Some context, not qualifications: I recognize that to the extent that this country could ever claim the moral high ground in matters of armed conflict, it surrendered any pretense to the commanding heights with “Operation Iraqi Freedom” (initially, it is reported, “Operation Iraqi Liberation” until some Pentagon staffer was alert enough to note the appropriate yet awkward acronym). These latter years the USA has tended to conduct its offenses against human rights remotely, and at retail, which was of course scant comfort to a given wedding party in the Helmand Province when a drone operator near the end of his shift at Langley decided to toss a couple of Hellfire missiles in the general direction of the bridesmaids. So this and sundry other deviations from decency noted, OK? Also, nothing like this level of popular outrage hereabouts when the victims in Africa and the Middle East are slain by other national actors, because They Don’t Look Like Us. Got it.


For a number of reasons not really important just now, I was fascinated with Russia/the USSR, first during my childhood in the first decade of the Cold War—I watched Khrushchev’s motorcade traverse my Southern California suburb in 1959—and particularly beginning in 1972 when over the course of a few months I discovered Nabokov (entry to come anon), read Edmund Wilson’s collection A Window on Russia, and acquired a sweetheart whose diction did not betray in the slightest that she was the daughter of émigrés who had herself grown up speaking the language of the Old Country, which was still in use at home.
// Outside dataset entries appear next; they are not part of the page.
// ABOUTME: Deterministic comparison between two validated body scans
// ABOUTME: Produces per-measurement deltas and body fat change for progress tracking
//
// SPDX-License-Identifier: MIT OR Apache-2.0
// Copyright (c) 2025 ReddyFit

//! # Scan Comparison
//!
//! Pure delta computation between two validated analyses of the same person,
//! typically the previous scan and the current one. Deltas are signed:
//! positive means the current scan measured higher.

use chrono::{DateTime, Utc};
use serde::{Deserialize, Serialize};

use crate::models::{BodyAnalysisRecord, BodyMeasurements, MuscleMassLevel};

/// Signed differences between two scans, current minus previous
#[derive(Debug, Clone, PartialEq, Serialize, Deserialize)]
#[serde(rename_all = "camelCase")]
pub struct ScanComparison {
    /// Body fat percentage change in points
    pub body_fat_change: f64,
    /// Per-measurement change in centimeters
    pub measurement_changes: BodyMeasurements,
    /// Muscle mass level of the previous scan
    pub previous_muscle_mass: MuscleMassLevel,
    /// Muscle mass level of the current scan
    pub current_muscle_mass: MuscleMassLevel,
    /// Aesthetic score change between the two signatures, when both were
    /// computed
    #[serde(skip_serializing_if = "Option::is_none")]
    pub aesthetic_score_change: Option<f64>,
    /// When the comparison was computed
    pub compared_at: DateTime<Utc>,
}

impl ScanComparison {
    /// Compare a current scan against a previous one.
    ///
    /// Both records must already be validated; the comparison itself is a
    /// total pure function apart from the timestamp.
    #[must_use]
    pub fn between(previous: &BodyAnalysisRecord, current: &BodyAnalysisRecord) -> Self {
        let p = &previous.measurements;
        let c = &current.measurements;

        Self {
            body_fat_change: current.body_fat_percentage - previous.body_fat_percentage,
            measurement_changes: BodyMeasurements {
                chest_cm: c.chest_cm - p.chest_cm,
                waist_cm: c.waist_cm - p.waist_cm,
                hips_cm: c.hips_cm - p.hips_cm,
                bicep_cm: c.bicep_cm - p.bicep_cm,
                thigh_cm: c.thigh_cm - p.thigh_cm,
                shoulder_width_cm: c.shoulder_width_cm - p.shoulder_width_cm,
                neck_cm: c.neck_cm - p.neck_cm,
                calf_cm: c.calf_cm - p.calf_cm,
                forearm_cm: c.forearm_cm - p.forearm_cm,
                height_cm: c.height_cm - p.height_cm,
            },
            previous_muscle_mass: previous.muscle_mass_level,
            current_muscle_mass: current.muscle_mass_level,
            aesthetic_score_change: None,
            compared_at: Utc::now(),
        }
    }

    /// Attach the aesthetic score delta from the two signatures
    #[must_use]
    pub const fn with_aesthetic_change(mut self, previous: f64, current: f64) -> Self {
        self.aesthetic_score_change = Some(current - previous);
        self
    }

    /// Whether the comparison shows fat loss alongside stable or growing
    /// upper body girths, the usual recomposition target
    #[must_use]
    pub fn indicates_recomposition(&self) -> bool {
        self.body_fat_change < 0.0
            && self.measurement_changes.chest_cm >= 0.0
            && self.measurement_changes.bicep_cm >= 0.0
    }
}

#[cfg(test)]
#[allow(clippy::unwrap_used)]
mod tests {
    use super::*;
    use crate::analysis::validator::SchemaValidator;
    use serde_json::json;

    fn scan(body_fat: f64, chest: f64, waist: f64, bicep: f64) -> BodyAnalysisRecord {
        SchemaValidator::validate(&json!({
            "bodyFatPercentage": body_fat,
            "muscleMassLevel": "moderate",
            "measurements": {
                "chestCm": chest, "waistCm": waist, "bicepCm": bicep
            }
        }))
        .record
    }

    #[test]
    fn test_deltas_are_current_minus_previous() {
        let previous = scan(20.0, 100.0, 90.0, 34.0);
        let current = scan(18.5, 102.0, 87.0, 35.0);

        let comparison = ScanComparison::between(&previous, &current);

        assert!((comparison.body_fat_change - (-1.5)).abs() < 1e-9);
        assert!((comparison.measurement_changes.chest_cm - 2.0).abs() < 1e-9);
        assert!((comparison.measurement_changes.waist_cm - (-3.0)).abs() < 1e-9);
        assert!((comparison.measurement_changes.bicep_cm - 1.0).abs() < 1e-9);
        // untouched fields share defaults, so their deltas are zero
        assert!(comparison.measurement_changes.height_cm.abs() < 1e-9);
    }

    #[test]
    fn test_recomposition_detection() {
        let previous = scan(22.0, 100.0, 92.0, 34.0);
        let leaner_and_bigger = scan(20.0, 101.0, 89.0, 35.0);
        let just_smaller = scan(20.0, 97.0, 89.0, 33.0);

        assert!(ScanComparison::between(&previous, &leaner_and_bigger).indicates_recomposition());
        assert!(!ScanComparison::between(&previous, &just_smaller).indicates_recomposition());
    }

    #[test]
    fn test_aesthetic_change_attaches() {
        let previous = scan(20.0, 100.0, 90.0, 34.0);
        let current = scan(19.0, 100.0, 89.0, 34.0);

        let comparison =
            ScanComparison::between(&previous, &current).with_aesthetic_change(60.0, 63.5);

        assert!((comparison.aesthetic_score_change.unwrap() - 3.5).abs() < 1e-9);
    }
}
I was disposed, in the seventies and eighties, to cut the Soviet Union a certain amount of slack. I always thought that Nikita Khrushchev was never granted sufficient credit either there or abroad for attempting to cut the USSR loose from Stalinism. Certainly in our domestic propaganda he was portrayed as the despot’s bloodthirsty successor (rather than blood-soaked inheritor—no one, at the end, in Stalin’s Præsediem had emerged from or survived his inner circle since the thirties with clean hands). There was little to admire in the corrupt and lazy Brezhnev, but he also wasn’t Stalin or even close to it. The Soviet Union’s lesser and greater black sins in the Khrushchev and post-Khrushchev eras are nicely described in Francis Spufford’s commentary here.

I entertained some hopes for a reformed USSR under Gorbachev. I never had high expectations of his successor, a feckless sot who rose to glory for a single moment when he mounted that tank in August 1991 and who, had some Red Army sniper put a slug in his heart on that occasion, would be justly remembered as a martyr today. Instead, he went on to break up the joint for a transient political advantage and spent the next ten years on an extended alcoholic binge before he surrendered the presidency to a successor who was apparently prepared as a condition of his elevation not to ask any awkward questions about the financial irregularities of Yeltsin’s family and cronies. And here we are.

Vladimir Putin, my near-contemporary—I have exactly two months on him—and I agree for different reasons that the dissolution of the Soviet Union was a historical misfortune: I because, perhaps naïvely, I believed with Gorbachev that “socialism with a human face” was an achievable goal, that a reformed and relatively humane USSR with, perhaps, the Baltic bone removed from its throat, could join the broader human community while still maintaining a distinct social and economic model, a countervailing alternative to Capital not-Red in tooth and claw. The withdrawal of the Soviet alternative, however imperfectly(!) realized, has freed late-stage capitalism to indulge its bloodiest, most predatory and exploitive  instincts, with consequences the ends of which we have begun unhappily to descry. And on the Russian side, Putin now embodies a bitterly revanchist mindset, consumed with dreams of empire, yearning for the old days of global dread and respect: Oderint dum metuant!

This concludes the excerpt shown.